タタキ | new暴れん坊商人~視覚障害者の呟き~

タタキ

 昨日の夕食での出来事。
 会社から帰って来て台所のテーブルの上を見ると、見え難い目ながら、白い大きな平皿に黒い物体が盛り付けられていた。
「今日のおかずはなんじゃろう?」
と、詳細は見えないので、匂いをクンクン嗅いでみた。
 何かすっぱい匂い、そう、味ポンの香りである。
 そこで、妻に聞いてみた。
「今日のおかずは、タタキじゃね?」
 すると、
「そうよ。」
と答えが返ってきた。
「結構、一杯あるんじゃね。」
「そうねぇ?一杯といえば一杯じゃけど、野菜も一緒に盛り付けているから、一緒に食べてね。」
とのお言葉であった。
 
 家族4人が揃い、
「いただきまーーす。」
と食べ始める。
 わしは、よく見えんので、小皿にそのタタキを装ってもらう。
 そして、箸で口の中へ、ポイと入れる。
「ありゃ?こりゃちょっとムニャムニャとやわらかいなぁ?それになぜかしら魚の味がせんのぉ?」
 
 そう、わしはタタキと聞いて、「カツオのタタキ」を想像していたのだが、実際は、「牛肉のタタキ」であったのである。
 けんど、なんで「タタキ」って言うんじゃろうか?
 牛肉にしろカツオにしろ、軽くあぶっているものの、決して叩いてはいないんじゃけど。

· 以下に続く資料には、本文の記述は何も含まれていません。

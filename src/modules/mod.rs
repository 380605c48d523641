//! Domain API modules.
//!
//! # Data Flow
//! ```text
//! ModuleDescriptor { name, version, base_path }
//!     → bound to the shared RequestExecutor at registration
//!     → list/get/create/update/delete resolve under base_path
//!     → RequestExecutor::request
//! ```
//!
//! # Design Decisions
//! - Modules are stateless beyond their executor binding
//! - The executor is injected, never looked up globally
//! - A module pinned to one API version always uses it

pub mod catalog;
pub mod registry;

pub use registry::ModuleRegistry;

use std::fmt::Display;
use std::sync::Arc;
use serde::de::DeserializeOwned;
use serde::{Deserialize, Serialize};
use serde_json::Value;

use crate::error::OperationResult;
use crate::http::{ApiVersion, Method, RequestExecutor, RequestOptions};

/// API generation(s) a module is served from.
#[derive(Debug, Clone, Copy, PartialEq, Eq, Hash, Serialize, Deserialize)]
#[serde(rename_all = "lowercase")]
pub enum ModuleVersion {
    V1,
    V2,
    /// Either version; the caller or the executor default decides.
    Both,
}

impl ModuleVersion {
    pub fn pinned(&self) -> Option<ApiVersion> {
        match self {
            ModuleVersion::V1 => Some(ApiVersion::V1),
            ModuleVersion::V2 => Some(ApiVersion::V2),
            ModuleVersion::Both => None,
        }
    }
}

/// Static identity of a module.
#[derive(Debug, Clone, PartialEq, Eq, Serialize, Deserialize)]
#[serde(rename_all = "camelCase")]
pub struct ModuleDescriptor {
    pub name: String,
    pub version: ModuleVersion,
    pub base_path: String,
}

impl ModuleDescriptor {
    pub fn new(name: impl Into<String>, version: ModuleVersion, base_path: impl Into<String>) -> Self {
        Self {
            name: name.into(),
            version,
            base_path: base_path.into().trim_matches('/').to_string(),
        }
    }
}

/// A domain module bound to one executor.
#[derive(Debug, Clone)]
pub struct ApiModule {
    descriptor: ModuleDescriptor,
    executor: Arc<RequestExecutor>,
}

impl ApiModule {
    pub fn new(descriptor: ModuleDescriptor, executor: Arc<RequestExecutor>) -> Self {
        Self {
            descriptor,
            executor,
        }
    }

    pub fn descriptor(&self) -> &ModuleDescriptor {
        &self.descriptor
    }

    pub fn name(&self) -> &str {
        &self.descriptor.name
    }

    pub fn version(&self) -> ModuleVersion {
        self.descriptor.version
    }

    pub fn base_path(&self) -> &str {
        &self.descriptor.base_path
    }

    pub fn executor(&self) -> &Arc<RequestExecutor> {
        &self.executor
    }

    /// Call `sub_path` relative to this module's base path.
    pub async fn request<T: DeserializeOwned>(
        &self,
        method: Method,
        sub_path: &str,
        mut options: RequestOptions,
    ) -> OperationResult<T> {
        if let Some(version) = self.descriptor.version.pinned() {
            options.api_version = Some(version);
        }
        let path = self.resolve(sub_path);
        self.executor.request(method, &path, options).await
    }

    pub async fn list<T: DeserializeOwned>(&self, options: RequestOptions) -> OperationResult<T> {
        self.request(Method::GET, "", options).await
    }

    pub async fn get<T: DeserializeOwned>(&self, id: impl Display) -> OperationResult<T> {
        self.request(Method::GET, &id.to_string(), RequestOptions::new())
            .await
    }

    pub async fn create<T: DeserializeOwned>(&self, body: Value) -> OperationResult<T> {
        self.request(Method::POST, "", RequestOptions::new().body(body))
            .await
    }

    pub async fn update<T: DeserializeOwned>(&self, id: impl Display, body: Value) -> OperationResult<T> {
        self.request(Method::PUT, &id.to_string(), RequestOptions::new().body(body))
            .await
    }

    pub async fn delete<T: DeserializeOwned>(&self, id: impl Display) -> OperationResult<T> {
        self.request(Method::DELETE, &id.to_string(), RequestOptions::new())
            .await
    }

    /// Lightweight reachability check: one un-retried GET of the base path.
    pub async fn probe(&self) -> OperationResult<Value> {
        self.request(Method::GET, "", RequestOptions::new().skip_retry())
            .await
    }

    fn resolve(&self, sub_path: &str) -> String {
        let sub_path = sub_path.trim_matches('/');
        match (self.descriptor.base_path.is_empty(), sub_path.is_empty()) {
            (_, true) => self.descriptor.base_path.clone(),
            (true, false) => sub_path.to_string(),
            (false, false) => format!("{}/{}", self.descriptor.base_path, sub_path),
        }
    }
}

#[cfg(test)]
mod tests {
    use super::*;
    use crate::config::GatewayConfig;
    use crate::http::mock::{MockReply, MockTransport};
    use serde_json::json;

    fn module(version: ModuleVersion, transport: &Arc<MockTransport>) -> ApiModule {
        let mut config = GatewayConfig::default();
        config.api.base_url = "http://upstream.test".to_string();
        let executor = Arc::new(RequestExecutor::with_transport(&config, transport.clone()));
        ApiModule::new(ModuleDescriptor::new("bookings", version, "/reservations/bookings/"), executor)
    }

    #[tokio::test]
    async fn test_crud_paths() {
        let transport = Arc::new(MockTransport::always(MockReply::ok(json!({}))));
        let bookings = module(ModuleVersion::V2, &transport);

        let _: Value = bookings.list(RequestOptions::new().param("page", 1)).await.unwrap();
        let _: Value = bookings.get(42).await.unwrap();
        let _: Value = bookings.create(json!({"guest": "A"})).await.unwrap();
        let _: Value = bookings.update(42, json!({"guest": "B"})).await.unwrap();
        let _: Value = bookings.delete(42).await.unwrap();

        let calls: Vec<(Method, String)> = transport
            .calls()
            .into_iter()
            .map(|c| (c.method, c.url))
            .collect();
        assert_eq!(
            calls,
            vec![
                (Method::GET, "http://upstream.test/v2/reservations/bookings".to_string()),
                (Method::GET, "http://upstream.test/v2/reservations/bookings/42".to_string()),
                (Method::POST, "http://upstream.test/v2/reservations/bookings".to_string()),
                (Method::PUT, "http://upstream.test/v2/reservations/bookings/42".to_string()),
                (Method::DELETE, "http://upstream.test/v2/reservations/bookings/42".to_string()),
            ]
        );
    }

    #[tokio::test]
    async fn test_pinned_version_overrides_caller() {
        let transport = Arc::new(MockTransport::always(MockReply::ok(json!({}))));
        let webhooks = module(ModuleVersion::V1, &transport);
        let _: Value = webhooks
            .request(Method::GET, "list", RequestOptions::new().api_version(ApiVersion::V2))
            .await
            .unwrap();
        assert_eq!(transport.calls()[0].url, "http://upstream.test/v1/reservations/bookings/list");
    }

    #[tokio::test]
    async fn test_both_defers_to_caller() {
        let transport = Arc::new(MockTransport::always(MockReply::ok(json!({}))));
        let rates = module(ModuleVersion::Both, &transport);
        let _: Value = rates
            .request(Method::GET, "", RequestOptions::new().api_version(ApiVersion::V1))
            .await
            .unwrap();
        let _: Value = rates.list(RequestOptions::new()).await.unwrap();

        let urls: Vec<String> = transport.calls().into_iter().map(|c| c.url).collect();
        assert_eq!(
            urls,
            vec![
                "http://upstream.test/v1/reservations/bookings".to_string(),
                "http://upstream.test/v2/reservations/bookings".to_string(),
            ]
        );
    }

    #[test]
    fn test_descriptor_normalizes_base_path() {
        let d = ModuleDescriptor::new("rates", ModuleVersion::Both, "/rates/calendar/");
        assert_eq!(d.base_path, "rates/calendar");
    }
}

 そういえば、大阪のリハ施設にいた頃、視覚障害者だけで、忘年会と称して鍋を食いに行った。
 みんなぼんやりと見えてはいるものの、鍋の中の食材を箸の間隔でつまんでも、口の中に含むまで、それが肉なのか?エノキなのか?白菜なのか判らないのである。
 さらにそれが肉であっても煮えているのか?生煮えなのかはわからないのである。
 
 やっぱし、目が見えんと、食べ始める前の心積もりも違ってくるんですよねぇ。
 困ったもんです。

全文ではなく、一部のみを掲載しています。